The same dimensions that served Cold War bombers caught NASA's attention decades later. Roberts International was designated an emergency landing site for the Space Shuttle program, one of a network of runways around the globe where the orbiter could set down if an abort was called during launch. The shuttle never landed there, but the listing speaks to the airport's singular physical asset: that enormous runway, built to military specifications in a country that today has only two airports with paved surfaces. Franklin D. Roosevelt himself visited Roberts Field in January 1943, sharing lunch with Liberian President Edwin J. Barclay. From World War II anti-submarine patrols by South African Vickers Wellington bombers to Cold War strategic refueling to the possibility of a spacecraft emergency, the runway has attracted missions far beyond what its remote location might suggest.

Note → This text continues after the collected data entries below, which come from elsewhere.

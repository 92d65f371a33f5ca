use lazy_static::lazy_static;
use regex::Regex;
use time::{Date, OffsetDateTime};

use crate::error::{AppError, AppResult};

pub const PASSWORD_MIN_LEN: usize = 8;
pub const PASSWORD_MAX_LEN: usize = 128;

pub(crate) fn is_valid_email(email: &str) -> bool {
    lazy_static! {
        static ref EMAIL_RE: Regex = Regex::new(r"^[^@\s]+@[^@\s]+\.[^@\s]+$").unwrap();
    }
    EMAIL_RE.is_match(email)
}

/// Trims and lower-cases an email, rejecting malformed addresses.
pub fn normalize_email(raw: &str) -> AppResult<String> {
    let email = raw.trim().to_lowercase();
    if !is_valid_email(&email) {
        return Err(AppError::InvalidInput("Invalid email address".into()));
    }
    Ok(email)
}

pub fn validate_password(password: &str) -> AppResult<()> {
    let len = password.chars().count();
    if len < PASSWORD_MIN_LEN {
        return Err(AppError::InvalidInput(format!(
            "Password must be at least {} characters",
            PASSWORD_MIN_LEN
        )));
    }
    if len > PASSWORD_MAX_LEN {
        return Err(AppError::InvalidInput(format!(
            "Password must be at most {} characters",
            PASSWORD_MAX_LEN
        )));
    }
    Ok(())
}

/// Trimmed, non-empty text field.
pub fn required_text(field: &str, value: &str) -> AppResult<String> {
    let value = value.trim();
    if value.is_empty() {
        return Err(AppError::InvalidInput(format!("{} is required", field)));
    }
    Ok(value.to_string())
}

pub fn validate_birth_date(birth_date: Date, now: OffsetDateTime) -> AppResult<()> {
    if birth_date >= now.date() {
        return Err(AppError::InvalidInput(
            "Birth date must be in the past".into(),
        ));
    }
    Ok(())
}

#[cfg(test)]
mod tests {
    use super::*;
    use time::macros::{date, datetime};

    #[test]
    fn emails_are_normalized() {
        assert_eq!(normalize_email("  Jane.Doe@Example.COM ").unwrap(), "jane.doe@example.com");
        assert!(normalize_email("not-an-email").is_err());
        assert!(normalize_email("a b@x.com").is_err());
    }

    #[test]
    fn password_length_bounds() {
        assert!(validate_password("short").is_err());
        assert!(validate_password("long-enough").is_ok());
        assert!(validate_password(&"x".repeat(PASSWORD_MAX_LEN + 1)).is_err());
    }

    #[test]
    fn required_text_trims() {
        assert_eq!(required_text("name", "  Ada ").unwrap(), "Ada");
        assert!(required_text("name", "   ").is_err());
    }

    #[test]
    fn birth_date_must_be_past() {
        let now = datetime!(2025-01-10 12:00 UTC);
        assert!(validate_birth_date(date!(1990 - 05 - 01), now).is_ok());
        assert!(validate_birth_date(date!(2025 - 01 - 10), now).is_err());
    }
}
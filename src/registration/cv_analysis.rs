use std::time::Duration;

use async_trait::async_trait;
use bytes::Bytes;
use reqwest::multipart::{Form, Part};
use serde::Deserialize;
use tracing::{debug, warn};

use crate::config::CvAnalyzerConfig;

/// External CV analysis collaborator. `None` means the CV could not be
/// analyzed (unreachable, timed out, or rejected the document).
#[async_trait]
pub trait CvAnalyzer: Send + Sync {
    async fn analyze(
        &self,
        body: Bytes,
        filename: &str,
        content_type: &str,
    ) -> Option<serde_json::Value>;
}

#[derive(Debug, Deserialize)]
struct AnalyzeResponse {
    data: Option<serde_json::Value>,
}

pub struct HttpCvAnalyzer {
    client: reqwest::Client,
    endpoint: String,
    api_key: Option<String>,
}

impl HttpCvAnalyzer {
    pub fn new(cfg: &CvAnalyzerConfig) -> anyhow::Result<Self> {
        let client = reqwest::Client::builder()
            .timeout(Duration::from_secs(cfg.timeout_secs))
            .build()?;
        Ok(Self {
            client,
            endpoint: format!("{}/analyze/", cfg.base_url.trim_end_matches('/')),
            api_key: cfg.api_key.clone(),
        })
    }
}

#[async_trait]
impl CvAnalyzer for HttpCvAnalyzer {
    async fn analyze(
        &self,
        body: Bytes,
        filename: &str,
        content_type: &str,
    ) -> Option<serde_json::Value> {
        let part = match Part::bytes(body.to_vec())
            .file_name(filename.to_string())
            .mime_str(content_type)
        {
            Ok(p) => p,
            Err(e) => {
                warn!(error = %e, content_type, "cv analysis: bad content type");
                return None;
            }
        };
        let mut req = self
            .client
            .post(&self.endpoint)
            .multipart(Form::new().part("file", part));
        if let Some(key) = &self.api_key {
            req = req.header("X-API-Key", key);
        }

        let res = match req.send().await {
            Ok(r) => r,
            Err(e) => {
                warn!(error = %e, timeout = e.is_timeout(), "cv analyzer unreachable");
                return None;
            }
        };
        let status = res.status();
        if !status.is_success() {
            let text = res.text().await.unwrap_or_default();
            warn!(%status, body = %text, "cv analyzer rejected document");
            return None;
        }
        match res.json::<AnalyzeResponse>().await {
            Ok(parsed) => {
                debug!(filename, "cv analyzed");
                parsed.data
            }
            Err(e) => {
                warn!(error = %e, "cv analyzer returned malformed body");
                None
            }
        }
    }
}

Civil War and the Long Way Back

The Second Liberian Civil War gutted the terminal. The original building, already aging, took direct shelling during attacks in 2003 and sat burnt out and vacant for years afterward. When peace returned and Ellen Johnson Sirleaf was inaugurated in January 2006, commercial service crept back slowly. Royal Air Maroc arrived in 2007, Virgin Nigeria in 2008. The real milestone came in September 2010, when Delta Air Lines launched weekly service between Atlanta and Monrovia, marking the return of a U.S. carrier for the first time since Pan Am's departure. By 2012, Delta was operating Boeing 767s three times a week from JFK, and Robertsfield briefly had the feel of a connecting hub again, with four airlines flying the Accra route daily. Then the bottom fell out. Commodity prices collapsed in 2013 and 2014, Air France pulled its Paris flight, and Delta ceased Monrovia service in August 2014 citing weak demand. Within weeks, the Ebola outbreak forced most remaining airlines to suspend operations.

Terminal Reborn

The airport that emerged from the Ebola years was not the one that entered them. A renovation project launched in 2018 overhauled nearly every aspect of the facility: the tarmac apron expanded from 57,000 to 85,000 square meters, new fire-fighting equipment and safety systems were installed, and the battered runway was resurfaced at a cost of thirty million dollars. The centerpiece was a new two-story passenger terminal, built for fifty million dollars with financing from China's Export-Import Bank, that salvaged the shell of the original war-damaged building. President George Weah rededicated the facility on July 24, 2019. For the first time in Robertsfield's history, passengers walked down jet bridges to board their planes. The terminal was designed to handle 320,000 passengers a year, a number that would have seemed ambitious even before the pandemic. But ambition is baked into the airport's DNA. A runway built for bombers, operated by a legendary airline, listed for spacecraft, destroyed by war, and rebuilt with international financing tells you something about what this place keeps betting on.

From the Air

Roberts International Airport (ICAO: GLRB, IATA: ROB) is located at 6.234N, 10.362W near Harbel in Margibi County, approximately 56 km (35 mi) southeast of central Monrovia. Single runway 04/22, 11,000 ft (3,353 m) paved. The runway and terminal complex are clearly visible from altitude. Served by Brussels Airlines (to Brussels), Royal Air Maroc (to Casablanca), Kenya Airways (to Nairobi via Accra), and regional West African carriers. Spriggs Payne Airport (GLSP) is the secondary airport closer to Monrovia city center. Tropical climate; IFR approaches available via VOR. Caution: limited alternate airports in the region.